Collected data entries

// Jackson Coxson

//! Service clients layered on the core channel. Each one is a thin
//! request/response adapter: lockdown hands out a port, the device handle
//! opens a mux connection to it, and the client brings its own framing.

pub mod afc;
pub mod notification_proxy;

use crate::lockdown::LockdownClient;
use crate::pair_record::PairRecord;
use crate::{DeviceConnection, DeviceError, UsbDevice};

/// A client for a lockdown-started service.
pub trait ServiceClient: Sized {
    /// Service name as lockdownd knows it.
    fn service_name() -> &'static str;

    fn from_connection(connection: DeviceConnection) -> Self;
}

/// Starts a service via lockdown and connects to the returned port,
/// running the TLS upgrade first when the device asks for one.
pub async fn connect_service<S: ServiceClient>(
    device: &UsbDevice,
    lockdown: &mut LockdownClient,
    pair_record: Option<&PairRecord>,
) -> Result<S, DeviceError> {
    let handle = lockdown.start_service(S::service_name()).await?;
    let socket = device.connect(handle.port).await?;
    let mut connection = DeviceConnection::new(Box::new(socket), lockdown.connection.label());
    if handle.requires_tls {
        let record = pair_record.ok_or(DeviceError::InvalidPairRecord)?;
        connection.start_tls(record).await?;
    }
    Ok(S::from_connection(connection))
}
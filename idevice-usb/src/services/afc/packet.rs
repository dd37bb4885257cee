// Jackson Coxson

use log::debug;

use crate::{DeviceConnection, DeviceError};

use super::opcode::AfcOpcode;

/// The fixed AFC header. All fields are 64-bit little-endian.
#[derive(Clone, Debug)]
pub struct AfcPacketHeader {
    pub magic: u64,
    /// Header + header payload + payload.
    pub entire_len: u64,
    /// Header + header payload.
    pub header_payload_len: u64,
    pub packet_num: u64,
    pub operation: AfcOpcode,
}

#[derive(Clone, Debug)]
pub struct AfcPacket {
    pub header: AfcPacketHeader,
    pub header_payload: Vec<u8>,
    pub payload: Vec<u8>,
}

impl AfcPacketHeader {
    pub const LEN: u64 = 40;

    pub fn serialize(&self) -> Vec<u8> {
        let mut out = Vec::with_capacity(Self::LEN as usize);
        out.extend_from_slice(&self.magic.to_le_bytes());
        out.extend_from_slice(&self.entire_len.to_le_bytes());
        out.extend_from_slice(&self.header_payload_len.to_le_bytes());
        out.extend_from_slice(&self.packet_num.to_le_bytes());
        out.extend_from_slice(&(self.operation as u64).to_le_bytes());
        out
    }

    pub fn parse(bytes: &[u8]) -> Result<Self, DeviceError> {
        if bytes.len() < Self::LEN as usize {
            return Err(DeviceError::NotEnoughData);
        }
        let mut fields = bytes
            .chunks_exact(8)
            .map(|c| u64::from_le_bytes(c.try_into().unwrap()));
        let magic = fields.next().unwrap();
        let entire_len = fields.next().unwrap();
        let header_payload_len = fields.next().unwrap();
        let packet_num = fields.next().unwrap();
        let operation = fields.next().unwrap();

        if magic != super::MAGIC {
            return Err(DeviceError::MuxError(format!(
                "bad afc magic {magic:#018x}"
            )));
        }
        if header_payload_len < Self::LEN || entire_len < header_payload_len {
            return Err(DeviceError::MuxError(
                "afc length fields disagree".to_string(),
            ));
        }
        let operation = AfcOpcode::try_from(operation)
            .map_err(|op| DeviceError::Unknown(format!("unknown afc opcode {op:#x}")))?;

        Ok(Self {
            magic,
            entire_len,
            header_payload_len,
            packet_num,
            operation,
        })
    }

    pub async fn read(connection: &mut DeviceConnection) -> Result<Self, DeviceError> {
        let bytes = connection.read_raw(Self::LEN as usize).await?;
        Self::parse(&bytes)
    }
}

impl AfcPacket {
    pub fn serialize(&self) -> Vec<u8> {
        let mut out = self.header.serialize();
        out.extend_from_slice(&self.header_payload);
        out.extend_from_slice(&self.payload);
        out
    }

    pub async fn read(connection: &mut DeviceConnection) -> Result<Self, DeviceError> {
        let header = AfcPacketHeader::read(connection).await?;
        debug!("afc header: {header:?}");
        let header_payload = connection
            .read_raw((header.header_payload_len - AfcPacketHeader::LEN) as usize)
            .await?;
        let payload = if header.entire_len == header.header_payload_len {
            Vec::new()
        } else {
            connection
                .read_raw((header.entire_len - header.header_payload_len) as usize)
                .await?
        };
        Ok(Self {
            header,
            header_payload,
            payload,
        })
    }
}

#[cfg(test)]
mod tests {
    use super::*;

    #[test]
    fn header_roundtrip() {
        let header = AfcPacketHeader {
            magic: super::super::MAGIC,
            entire_len: 52,
            header_payload_len: 44,
            packet_num: 3,
            operation: AfcOpcode::GetDevInfo,
        };
        let bytes = header.serialize();
        assert_eq!(bytes.len(), AfcPacketHeader::LEN as usize);
        assert_eq!(&bytes[0..8], b"CFA6LPAA");

        let parsed = AfcPacketHeader::parse(&bytes).unwrap();
        assert_eq!(parsed.entire_len, 52);
        assert_eq!(parsed.header_payload_len, 44);
        assert_eq!(parsed.packet_num, 3);
        assert_eq!(parsed.operation, AfcOpcode::GetDevInfo);
    }

    #[test]
    fn bad_magic_is_rejected() {
        let header = AfcPacketHeader {
            magic: 0x1122334455667788,
            entire_len: 40,
            header_payload_len: 40,
            packet_num: 0,
            operation: AfcOpcode::Status,
        };
        assert!(AfcPacketHeader::parse(&header.serialize()).is_err());
    }

    #[test]
    fn inconsistent_lengths_are_rejected() {
        let header = AfcPacketHeader {
            magic: super::super::MAGIC,
            entire_len: 40,
            header_payload_len: 60,
            packet_num: 0,
            operation: AfcOpcode::Status,
        };
        assert!(AfcPacketHeader::parse(&header.serialize()).is_err());
    }
}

=== TASK DESCRIPTION ===
Go through the records above, find each line with the string "struct", and copy it.

=== OUTPUT FOR THIS TASK ===
pub struct AfcPacketHeader {
pub struct AfcPacket {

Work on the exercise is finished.